Y cuando la justicia manda cortar a uno la mano derecha por una resistencia, es la pena hacerle zurdo, no el golpe. Y no queráis más, que, queriendo el otro echar una maldición muy grande, fea y afrentosa, dijo:
Lanzada de moro izquierdo
te atraviese el corazón[221].
Y en el día del juicio todos los condenados, en señal de serlo, estarán a la mano izquierda. Al fin es gente hecha al revés y que se duda si son gente.
En esto me llamó un diablo por señas y me advirtió con las manos que no hiciese ruido. Lleguéme a él y asoméme a una ventana, y dijo:
—Mira lo que hacen las feas.
Y veo una muchedumbre de mujeres, unas tomándose puntos[222] en las caras, otras haciéndose de nuevo, porque ni la estatura en los chapines, ni la ceja con el cohol[223], ni el cabello en la tinta, ni el cuerpo en la ropa, ni las manos con la muda, ni la cara con el afeite, ni los labios con la color, eran los con que nacieron ellas. Y vi algunas poblando sus calvas con cabellos que eran suyos[224] sólo porque los habían comprado. Otra vi que tenía su media cara en las manos, en los botes de unto y en la color.

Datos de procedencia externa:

//! ============================================================================
//! Core Types - Host-facing events, messages, and errors
//! ============================================================================
//! Shapes exchanged with the agent runtime's lifecycle hooks plus the error
//! enum shared by every component of the plugin.
//! ============================================================================

use serde::de::DeserializeOwned;
use serde::{Deserialize, Deserializer, Serialize};
use serde_json::Value;

// ============================================================================
// Host Messages
// ============================================================================

/// A message from the host's turn history.
///
/// `content` is kept as raw JSON because hosts send either a plain string or a
/// list of typed blocks; see [`crate::text::extract_text`].
#[derive(Debug, Clone, Default, Serialize, Deserialize, PartialEq)]
pub struct Message {
    #[serde(default, deserialize_with = "lenient")]
    pub role: Option<String>,
    #[serde(default)]
    pub content: Value,
}

impl Message {
    pub fn new(role: &str, content: impl Into<Value>) -> Self {
        Self {
            role: Some(role.to_string()),
            content: content.into(),
        }
    }

    pub fn user(content: impl Into<Value>) -> Self {
        Self::new(ROLE_USER, content)
    }

    pub fn assistant(content: impl Into<Value>) -> Self {
        Self::new(ROLE_ASSISTANT, content)
    }

    /// Messages of a host history array. Entries that are not objects are
    /// dropped; anything but an array is an empty history.
    pub fn history_from_value(value: Value) -> Vec<Message> {
        let Value::Array(items) = value else {
            return Vec::new();
        };
        items
            .into_iter()
            .filter(Value::is_object)
            .filter_map(|item| serde_json::from_value(item).ok())
            .collect()
    }
}

pub const ROLE_USER: &str = "user";
pub const ROLE_ASSISTANT: &str = "assistant";

/// A normalized message as submitted to `/add/message`
#[derive(Debug, Clone, Serialize, Deserialize, PartialEq, Eq)]
pub struct WireMessage {
    pub role: String,
    pub content: String,
}

// ============================================================================
// Hook Context & Events
// ============================================================================

/// Per-invocation runtime context supplied by the host
#[derive(Debug, Clone, Default, Serialize, Deserialize, PartialEq, Eq)]
#[serde(rename_all = "camelCase")]
pub struct HookContext {
    #[serde(default)]
    pub session_key: Option<String>,
    #[serde(default)]
    pub session_id: Option<String>,
    #[serde(default)]
    pub agent_id: Option<String>,
}

impl HookContext {
    pub fn with_session_key(session_key: &str) -> Self {
        Self {
            session_key: Some(session_key.to_string()),
            ..Default::default()
        }
    }

    /// Session key, ignoring empty strings
    pub fn session_key(&self) -> Option<&str> {
        non_empty(self.session_key.as_deref())
    }

    pub fn session_id(&self) -> Option<&str> {
        non_empty(self.session_id.as_deref())
    }

    pub fn agent_id(&self) -> Option<&str> {
        non_empty(self.agent_id.as_deref())
    }
}

/// Fired before the agent starts working on a user prompt
#[derive(Debug, Clone, Default, Serialize, Deserialize)]
pub struct BeforeAgentStartEvent {
    #[serde(default)]
    pub prompt: Option<String>,
}

/// Fired after the agent finished a turn
#[derive(Debug, Clone, Default, Serialize, Deserialize)]
pub struct AgentEndEvent {
    #[serde(default)]
    pub success: bool,
    #[serde(default, deserialize_with = "lenient_history")]
    pub messages: Vec<Message>,
}

/// A host command event (e.g. the user typed `/new`)
#[derive(Debug, Clone, Default, Serialize, Deserialize)]
#[serde(rename_all = "camelCase")]
pub struct CommandEvent {
    pub action: String,
    #[serde(default)]
    pub session_key: Option<String>,
}

/// Command action that starts a fresh conversation
pub const COMMAND_NEW: &str = "new";

/// Value returned from the pre-turn hook; the host prepends it to the prompt
#[derive(Debug, Clone, Serialize, Deserialize, PartialEq, Eq)]
#[serde(rename_all = "camelCase")]
pub struct PrependContext {
    pub prepend_context: String,
}

// ============================================================================
// Errors
// ============================================================================

/// Error types for the plugin
#[derive(Debug, Clone, PartialEq, Eq, thiserror::Error)]
pub enum MemosError {
    #[error("Missing {0}")]
    ConfigurationIncomplete(&'static str),

    #[error("Missing MEMOS API key (Token auth)")]
    AuthenticationMissing,

    #[error("HTTP {status}")]
    Status { status: u16 },

    #[error("Request timed out after {0}ms")]
    Timeout(u64),

    #[error("Network error: {0}")]
    Network(String),

    #[error("Invalid response body: {0}")]
    InvalidBody(String),
}

impl MemosError {
    /// Whether this failure came from an attempt on the wire (and is retried)
    pub fn is_transport(&self) -> bool {
        matches!(
            self,
            MemosError::Status { .. }
                | MemosError::Timeout(_)
                | MemosError::Network(_)
                | MemosError::InvalidBody(_)
        )
    }
}

pub type Result<T> = std::result::Result<T, MemosError>;

/// Deserialize a field, reading a value of the wrong JSON type as absent
pub(crate) fn lenient<'de, D, T>(deserializer: D) -> std::result::Result<Option<T>, D::Error>
where
    D: Deserializer<'de>,
    T: DeserializeOwned,
{
    let value = Value::deserialize(deserializer)?;
    Ok(serde_json::from_value(value).ok())
}

fn lenient_history<'de, D>(deserializer: D) -> std::result::Result<Vec<Message>, D::Error>
where
    D: Deserializer<'de>,
{
    Value::deserialize(deserializer).map(Message::history_from_value)
}

pub(crate) fn non_empty(value: Option<&str>) -> Option<&str> {
    value.filter(|v| !v.is_empty())
}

—Y no queráis más de las invenciones de las mujeres—dijo un diablo—; que hasta resplandor tienen sin ser soles ni estrellas. Las más duermen con una cara y se levantan con otra al estrado, y duermen con unos cabellos y amanecen con otros. Muchas veces pensáis que gozáis las mujeres de otro y no pasáis el adulterio de la carne. Mirad cómo consultan con el espejo sus caras. Éstas son las que se condenan solamente por buenas siendo malas.
Espantóme la novedad de la causa con que se habían condenado aquellas mujeres, y, volviendo, vi un hombre asentado en una silla a solas, sin fuego ni hielo, ni demonio ni pena alguna, dando las más desesperadas voces que oí en el infierno, llorando el propio corazón, haciéndose pedazos a golpes y a vuelcos.